In [1]:
import matplotlib.pyplot as plt
import pandas as pd
import tensorflow as tf
import numpy as np
from tensorflow import keras

In [22]:
from sklearn.datasets import fetch_california_housing
from sklearn.preprocessing import StandardScaler
from sklearn.model_selection import train_test_split

housing = fetch_california_housing()
X_train_full, X_test, y_train_full, y_test = train_test_split( housing.data, housing.target)
X_train, X_valid, y_train, y_valid = train_test_split( X_train_full, y_train_full)
scaler = StandardScaler()
X_train = scaler.fit_transform( X_train)
X_valid = scaler.transform( X_valid)
X_test = scaler.transform( X_test)

# Tensorflow:
Tensorflow is a library made by Google Brain researchers. Its purpose is to optimize large scale computations and to allow programs coded in one environment (e.g., java, python, Ruby, C++, etc.) to be ran in another. This is primarily done by Tensorflow's ability to extract a **computation graph** of the Python function being ran. The computation graph consists of nodes (tasks to be done) and edges (the tasks that are pursued as a consequence of which nodes are active). Unused nodes are then pruned from the computation graph, which speeds up the runtime.

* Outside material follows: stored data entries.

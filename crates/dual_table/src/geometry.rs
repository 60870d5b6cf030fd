//! Hypercube vertex, edge and facet enumeration.
//!
//! # Cube Topology
//!
//! Vertex `v` of the d-cube sits at the point whose k-th coordinate is bit k
//! of `v`. For d = 3:
//!
//! ```text
//!       6──────7         Corners (binary ZYX):
//!      /│     /│           0=(0,0,0)  1=(1,0,0)  2=(0,1,0)  3=(1,1,0)
//!     4─┼────5 │           4=(0,0,1)  5=(1,0,1)  6=(0,1,1)  7=(1,1,1)
//!     │ 2────┼─3
//!     │/     │/          +Y
//!     0──────1            │  +Z
//!                         │ /
//!                         └───+X
//! ```
//!
//! # Edge Layout
//!
//! Edges are listed by lower endpoint, then by axis. Edge `[v, v | 1 << k]`
//! exists for every vertex `v` with bit k clear. For d = 3 this gives the
//! 12-edge order of [`EDGE_CORNERS`].
//!
//! # Facet Layout
//!
//! ```text
//! Facet f lies on axis f % d:
//!   f <  d  → lower facet (bit f % d == 0)
//!   f >= d  → upper facet (bit f % d == 1)
//!
//! 3-cube: 0 = x=0   1 = y=0   2 = z=0
//!         3 = x=1   4 = y=1   5 = z=1
//! ```

use smallvec::SmallVec;

use crate::constants::{cube_edge_count, cube_vertex_count, MAX_NUM_VERTICES};
use crate::error::{Result, TableError};
use crate::types::TableIndex;

/// Edge endpoint corner indices of the 3-cube.
///
/// Corner layout (binary: ZYX):
/// - 0 = (0,0,0)
/// - 1 = (1,0,0)
/// - 2 = (0,1,0)
/// - 3 = (1,1,0)
/// - 4 = (0,0,1)
/// - 5 = (1,0,1)
/// - 6 = (0,1,1)
/// - 7 = (1,1,1)
pub const EDGE_CORNERS: [[u8; 2]; 12] = [
  [0, 1], // Edge 0:  X axis at Y=0, Z=0
  [0, 2], // Edge 1:  Y axis at X=0, Z=0
  [0, 4], // Edge 2:  Z axis at X=0, Y=0
  [1, 3], // Edge 3:  Y axis at X=1, Z=0
  [1, 5], // Edge 4:  Z axis at X=1, Y=0
  [2, 3], // Edge 5:  X axis at Y=1, Z=0
  [2, 6], // Edge 6:  Z axis at X=0, Y=1
  [3, 7], // Edge 7:  Z axis at X=1, Y=1
  [4, 5], // Edge 8:  X axis at Y=0, Z=1
  [4, 6], // Edge 9:  Y axis at X=0, Z=1
  [5, 7], // Edge 10: Y axis at X=1, Z=1
  [6, 7], // Edge 11: X axis at Y=1, Z=1
];

/// Vertex/edge/facet incidence of a polytope.
///
/// Vertex indices are bit positions of a [`TableIndex`], so a polytope may
/// have at most [`MAX_NUM_VERTICES`] vertices.
pub trait PolytopeGeometry {
  fn dimension(&self) -> usize;

  fn vertex_count(&self) -> usize;

  fn edge_count(&self) -> usize;

  fn facet_count(&self) -> usize;

  /// The two endpoints of edge `edge`.
  fn edge_endpoints(&self, edge: usize) -> [usize; 2];

  /// Vertices of facet `facet` in increasing order.
  fn facet_vertices(&self, facet: usize) -> &[usize];

  /// True if facet `facet` contains vertex `vertex`.
  fn facet_contains(&self, facet: usize, vertex: usize) -> bool {
    self.facet_vertices(facet).contains(&vertex)
  }

  /// Facet vertices as a bit mask over vertex indices.
  fn facet_mask(&self, facet: usize) -> TableIndex {
    self
      .facet_vertices(facet)
      .iter()
      .fold(0, |mask, &v| mask | (1 << v))
  }
}

/// The d-dimensional unit hypercube.
#[derive(Clone, Debug, PartialEq, Eq)]
pub struct CubeGeometry {
  dimension: usize,
  num_vertices: usize,
  edges: Vec<[usize; 2]>,
  facets: Vec<SmallVec<[usize; MAX_NUM_VERTICES / 2]>>,
}

impl CubeGeometry {
  /// Enumerate the d-cube.
  ///
  /// Fails with [`TableError::Dimension`] for d = 0 or when the cube has more
  /// than [`MAX_NUM_VERTICES`] vertices.
  pub fn new(dimension: usize) -> Result<Self> {
    let vertex_count = cube_vertex_count(dimension);
    match vertex_count {
      Some(n) if dimension >= 1 && n <= MAX_NUM_VERTICES => {}
      _ => {
        return Err(TableError::Dimension {
          dimension,
          vertex_count,
          max_vertices: MAX_NUM_VERTICES,
        })
      }
    }
    let num_vertices = 1usize << dimension;

    let mut edges = Vec::with_capacity(cube_edge_count(dimension));
    for v in 0..num_vertices {
      for axis in 0..dimension {
        let bit = 1 << axis;
        if v & bit == 0 {
          edges.push([v, v | bit]);
        }
      }
    }

    let facets: Vec<SmallVec<[usize; MAX_NUM_VERTICES / 2]>> = (0..2 * dimension)
      .map(|f| {
        let axis = f % dimension;
        let side = f / dimension;
        (0..num_vertices)
          .filter(|&v| (v >> axis) & 1 == side)
          .collect()
      })
      .collect();

    Ok(Self {
      dimension,
      num_vertices,
      edges,
      facets,
    })
  }

  /// Check whether a table for the d-cube is supported.
  pub fn check_dimension(dimension: usize) -> bool {
    dimension >= 1 && matches!(cube_vertex_count(dimension), Some(n) if n <= MAX_NUM_VERTICES)
  }

  /// Vertex diagonally opposite `vertex` (every coordinate flipped).
  #[inline]
  pub fn opposite_vertex(&self, vertex: usize) -> usize {
    vertex ^ (self.num_vertices - 1)
  }

  /// Axis parallel to edge `edge`.
  #[inline]
  pub fn edge_direction(&self, edge: usize) -> usize {
    let [v0, v1] = self.edges[edge];
    (v0 ^ v1).trailing_zeros() as usize
  }

  /// Axis orthogonal to facet `facet`.
  #[inline]
  pub fn facet_axis(&self, facet: usize) -> usize {
    facet % self.dimension
  }

  /// Number of vertices on each facet (`2^(d-1)`).
  #[inline]
  pub fn facet_vertex_count(&self) -> usize {
    self.num_vertices / 2
  }

  /// All edges in table order.
  pub fn edges(&self) -> &[[usize; 2]] {
    &self.edges
  }
}

impl PolytopeGeometry for CubeGeometry {
  #[inline]
  fn dimension(&self) -> usize {
    self.dimension
  }

  #[inline]
  fn vertex_count(&self) -> usize {
    self.num_vertices
  }

  #[inline]
  fn edge_count(&self) -> usize {
    self.edges.len()
  }

  #[inline]
  fn facet_count(&self) -> usize {
    self.facets.len()
  }

  #[inline]
  fn edge_endpoints(&self, edge: usize) -> [usize; 2] {
    self.edges[edge]
  }

  #[inline]
  fn facet_vertices(&self, facet: usize) -> &[usize] {
    &self.facets[facet]
  }

  #[inline]
  fn facet_contains(&self, facet: usize, vertex: usize) -> bool {
    let axis = facet % self.dimension;
    let side = facet / self.dimension;
    (vertex >> axis) & 1 == side
  }
}

#[cfg(test)]
#[path = "geometry_test.rs"]
mod geometry_test;
//! Build timings and whole-table statistics.
//!
//! # Usage
//!
//! ```ignore
//! use dual_table::{BuildFlags, DualTable, TableStats};
//!
//! let table = DualTable::create(3, BuildFlags::DEFAULT)?;
//! let report = table.build_report()?;
//! println!("built in {} us", report.total_us);
//!
//! let stats = TableStats::from_table(&table)?;
//! println!("{} of {} entries ambiguous", stats.ambiguous_entries, stats.entry_count);
//! ```

use crate::constants::{MAX_NUM_FACETS, MAX_NUM_VERTICES};
use crate::error::Result;
use crate::table::DualTable;

/// Timings of one table build.
#[derive(Clone, Debug, Default, PartialEq, Eq)]
pub struct BuildReport {
  /// Configuration record construction in microseconds.
  pub records_us: u64,
  /// Ambiguity classification in microseconds.
  pub ambiguity_us: u64,
  /// Whole build in microseconds.
  pub total_us: u64,
  /// Entries were built on the rayon pool.
  pub parallel: bool,
  /// Rayon worker threads available to the build (1 if sequential).
  pub worker_threads: usize,
}

impl BuildReport {
  pub fn total_ms(&self) -> f64 {
    self.total_us as f64 / 1000.0
  }
}

/// Aggregate counts over every entry of a built table.
#[derive(Debug, Clone, PartialEq, Eq)]
pub struct TableStats {
  pub dimension: usize,
  pub entry_count: usize,

  // Patches
  /// Entries per patch count (index = patch count).
  pub entries_per_patch_count: [u32; MAX_NUM_VERTICES + 1],
  pub max_patch_count: usize,
  /// Sum of patch counts over all entries.
  pub total_patches: u64,
  /// Sum of bipolar edge counts over all entries.
  pub total_bipolar_edges: u64,

  // Ambiguity
  pub ambiguous_entries: usize,
  /// Entries with at least one ambiguous facet.
  pub entries_with_ambiguous_facets: usize,
  /// Entries per active facet count (index = active facets).
  pub entries_per_active_facets: [u32; MAX_NUM_FACETS + 1],
}

impl Default for TableStats {
  fn default() -> Self {
    Self {
      dimension: 0,
      entry_count: 0,
      entries_per_patch_count: [0; MAX_NUM_VERTICES + 1],
      max_patch_count: 0,
      total_patches: 0,
      total_bipolar_edges: 0,
      ambiguous_entries: 0,
      entries_with_ambiguous_facets: 0,
      entries_per_active_facets: [0; MAX_NUM_FACETS + 1],
    }
  }
}

impl TableStats {
  /// Collect statistics from a built table.
  pub fn from_table(table: &DualTable) -> Result<Self> {
    let records = table.records()?;
    let ambiguity = table.ambiguity_table()?;

    let mut stats = Self {
      dimension: table.dimension().unwrap_or(0),
      entry_count: records.len(),
      ..Self::default()
    };

    for record in records {
      let patches = record.patch_count();
      stats.entries_per_patch_count[patches.min(MAX_NUM_VERTICES)] += 1;
      stats.max_patch_count = stats.max_patch_count.max(patches);
      stats.total_patches += patches as u64;
      stats.total_bipolar_edges += record.bipolar_edge_count() as u64;
    }

    for record in ambiguity.records() {
      if record.is_ambiguous {
        stats.ambiguous_entries += 1;
      }
      if !record.ambiguous_facets.is_empty() {
        stats.entries_with_ambiguous_facets += 1;
      }
      let active = (record.active_facet_count as usize).min(MAX_NUM_FACETS);
      stats.entries_per_active_facets[active] += 1;
    }

    Ok(stats)
  }

  /// Entries with more than one patch.
  pub fn multi_patch_entries(&self) -> u32 {
    self.entries_per_patch_count[2..].iter().sum()
  }

  /// Mean patch count per entry.
  pub fn average_patches(&self) -> f64 {
    if self.entry_count == 0 {
      0.0
    } else {
      self.total_patches as f64 / self.entry_count as f64
    }
  }

  /// Fraction of entries that are ambiguous.
  pub fn ambiguous_fraction(&self) -> f64 {
    if self.entry_count == 0 {
      0.0
    } else {
      self.ambiguous_entries as f64 / self.entry_count as f64
    }
  }
}

#[cfg(test)]
#[path = "stats_test.rs"]
mod stats_test;
//! Error type for table construction, queries and validation.

use thiserror::Error;

use crate::types::TableIndex;

/// Result alias used throughout the crate.
pub type Result<T> = std::result::Result<T, TableError>;

/// Errors reported by configuration tables.
#[derive(Clone, Debug, Error, PartialEq, Eq)]
pub enum TableError {
  /// The requested polytope has more vertices than a table can index, or the
  /// dimension is zero.
  #[error("unsupported dimension {dimension}: polytope must have 2 to {max_vertices} vertices")]
  Dimension {
    dimension: usize,
    /// `None` if the vertex count itself overflows.
    vertex_count: Option<usize>,
    max_vertices: usize,
  },

  /// A query was issued before a successful build (or after release).
  #[error("configuration table has not been built")]
  NotBuilt,

  /// A table index past the last entry.
  #[error("table index {index} out of range (table has {entry_count} entries)")]
  IndexOutOfRange { index: TableIndex, entry_count: usize },

  /// Validation found an invariant violation.
  #[error("table entry {index}: {violation}")]
  Consistency {
    index: TableIndex,
    violation: Violation,
  },
}

/// Invariant violated by a table entry.
#[derive(Clone, Debug, Error, PartialEq, Eq)]
pub enum Violation {
  #[error("table holds {actual} entries, expected {expected}")]
  TableSize { expected: usize, actual: usize },

  #[error("record has {actual} edge slots, polytope has {expected} edges")]
  EdgeCount { expected: usize, actual: usize },

  #[error("edge {edge} bipolar flag is {flag} but endpoint signs say {expected}")]
  BipolarMismatch {
    edge: usize,
    flag: bool,
    expected: bool,
  },

  #[error("edge {edge} is dual to patch {patch}, entry only has {patch_count} patches")]
  PatchOutOfRange {
    edge: usize,
    patch: usize,
    patch_count: usize,
  },

  #[error("uniform configuration has {patch_count} patches")]
  UniformHasPatches { patch_count: usize },

  #[error("mirror entry {mirror} differs from entry")]
  MirrorMismatch { mirror: TableIndex },

  #[error("tables disagree on dimension or policy: {reason}")]
  Incompatible { reason: &'static str },
}

impl TableError {
  pub(crate) fn consistency(index: TableIndex, violation: Violation) -> Self {
    Self::Consistency { index, violation }
  }
}
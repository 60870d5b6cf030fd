use super::*;
use crate::geometry::CubeGeometry;
use crate::types::compute_complement;

// =========================================================================
// Square (2-cube)
// =========================================================================

/// Opposite corners 0 and 3 positive, 1 and 2 negative.
#[test]
fn test_square_diagonal_is_ambiguous() {
  let square = CubeGeometry::new(2).unwrap();
  let mut finder = ComponentFinder::new(&square);
  assert!(cube_is_ambiguous(&mut finder, 0b1001));
  assert!(cube_is_ambiguous(&mut finder, 0b0110));
}

#[test]
fn test_square_single_corner_is_not_ambiguous() {
  let square = CubeGeometry::new(2).unwrap();
  let mut finder = ComponentFinder::new(&square);
  for v in 0..4 {
    assert!(!cube_is_ambiguous(&mut finder, 1 << v), "corner {}", v);
  }
}

/// Only the two diagonal configurations of a square are ambiguous.
#[test]
fn test_square_ambiguous_set() {
  let square = CubeGeometry::new(2).unwrap();
  let table = AmbiguityTable::compute_all(&square, false);
  let ambiguous: Vec<TableIndex> = (0..16)
    .filter(|&it| table.get(it).unwrap().is_ambiguous)
    .collect();
  assert_eq!(ambiguous, vec![0b0110, 0b1001]);
  assert_eq!(table.ambiguous_count(), 2);
}

/// Square facets are edges; two vertices on an edge are always adjacent.
#[test]
fn test_square_facets_never_ambiguous() {
  let square = CubeGeometry::new(2).unwrap();
  let mut finder = ComponentFinder::new(&square);
  for it in 0..16 {
    let (facets, count) = compute_ambiguous_facets(&mut finder, it, square.facet_count());
    assert!(facets.is_empty());
    assert_eq!(count, 0);
  }
}

#[test]
fn test_facet_sign_counts() {
  let square = CubeGeometry::new(2).unwrap();
  // Facet 0 holds vertices 0 and 2.
  assert_eq!(facet_sign_counts(&square, 0b0001, 0), (1, 1));
  assert_eq!(facet_sign_counts(&square, 0b0101, 0), (0, 2));
  assert_eq!(facet_sign_counts(&square, 0b0000, 0), (2, 0));
  assert!(is_facet_active(&square, 0b0001, 0));
  assert!(!is_facet_active(&square, 0b0001, 3));
}

// =========================================================================
// Cube (3-cube)
// =========================================================================

#[test]
fn test_cube_face_diagonal() {
  let cube = CubeGeometry::new(3).unwrap();
  let mut finder = ComponentFinder::new(&cube);
  let it = 0b0000_1001; // corners 0 and 3, diagonal of facet z = 0

  assert!(facet_is_ambiguous(&mut finder, it, 2));
  let (facets, count) = compute_ambiguous_facets(&mut finder, it, cube.facet_count());
  assert_eq!(facets.bits(), 1 << 2);
  assert_eq!(count, 1);
  assert!(cube_is_ambiguous(&mut finder, it));
  // Every facet except z = 1 sees both signs.
  assert_eq!(compute_active_facet_count(&cube, it), 5);
}

/// Corners 0 and 7 share no facet, so only the whole-cube test fires.
#[test]
fn test_cube_body_diagonal() {
  let cube = CubeGeometry::new(3).unwrap();
  let mut finder = ComponentFinder::new(&cube);
  let it = 0b1000_0001;

  let (facets, _) = compute_ambiguous_facets(&mut finder, it, cube.facet_count());
  assert!(facets.is_empty());
  assert!(cube_is_ambiguous(&mut finder, it));
  assert_eq!(compute_active_facet_count(&cube, it), 6);
}

#[test]
fn test_cube_single_corner() {
  let cube = CubeGeometry::new(3).unwrap();
  let mut finder = ComponentFinder::new(&cube);
  let record = classify(&mut finder, 0b0000_0001);
  assert!(!record.is_ambiguous);
  assert_eq!(record.ambiguous_facet_count, 0);
  assert_eq!(record.active_facet_count, 3);
}

#[test]
fn test_uniform_entries() {
  let cube = CubeGeometry::new(3).unwrap();
  let mut finder = ComponentFinder::new(&cube);
  for it in [0, 0xFF] {
    let record = classify(&mut finder, it);
    assert_eq!(record, AmbiguityRecord::default());
  }
}

/// The combined record agrees with the individual tests.
#[test]
fn test_classify_matches_individual_tests() {
  let cube = CubeGeometry::new(3).unwrap();
  let mut finder = ComponentFinder::new(&cube);
  for it in 0..256 {
    let record = classify(&mut finder, it);
    assert_eq!(record.is_ambiguous, cube_is_ambiguous(&mut finder, it), "entry {}", it);
    assert_eq!(
      record.active_facet_count as usize,
      compute_active_facet_count(&cube, it)
    );
    for f in 0..cube.facet_count() {
      assert_eq!(
        record.ambiguous_facets.contains(f),
        facet_is_ambiguous(&mut finder, it, f)
      );
    }
  }
}

/// For squares and cubes, flipping every sign preserves ambiguity.
#[test]
fn test_complement_symmetry_up_to_three_dimensions() {
  for d in 1..=3 {
    let cube = CubeGeometry::new(d).unwrap();
    let table = AmbiguityTable::compute_all(&cube, false);
    let n = table.len();
    for it in 0..n as TableIndex {
      let a = table.get(it).unwrap();
      let b = table.get(compute_complement(it, n)).unwrap();
      assert_eq!(a, b, "{}-cube entry {} vs complement", d, it);
    }
  }
}

#[test]
fn test_parallel_matches_sequential() {
  let cube = CubeGeometry::new(3).unwrap();
  assert_eq!(
    AmbiguityTable::compute_all(&cube, true),
    AmbiguityTable::compute_all(&cube, false)
  );
}

// =========================================================================
// Tesseract (4-cube)
// =========================================================================

/// Corners 0 and 3 lie together on the lower facets of axes 2 and 3.
#[test]
fn test_tesseract_shared_facets() {
  let tesseract = CubeGeometry::new(4).unwrap();
  let mut finder = ComponentFinder::new(&tesseract);
  let record = classify(&mut finder, 0b1001);
  assert!(record.is_ambiguous);
  assert_eq!(record.ambiguous_facets.iter().collect::<Vec<_>>(), vec![2, 3]);
  assert_eq!(record.ambiguous_facet_count, 2);
  // Every facet except the upper ones of axes 2 and 3 contains 0 or 3.
  assert_eq!(record.active_facet_count, 6);
}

Furthermore, this computation graph can be implemented in other languages, and so allows the Essence of a program to be realized by other languages. Finally, independent paths of the computation graph can be ran in parallel, which further speeds up runtime. I visualize, initially, a graph with many unused nodes on the periphery, which then fade away (are pruned), and independent paths, which are traversed (computed) at the same time. Also, it optimizes for GPU operations.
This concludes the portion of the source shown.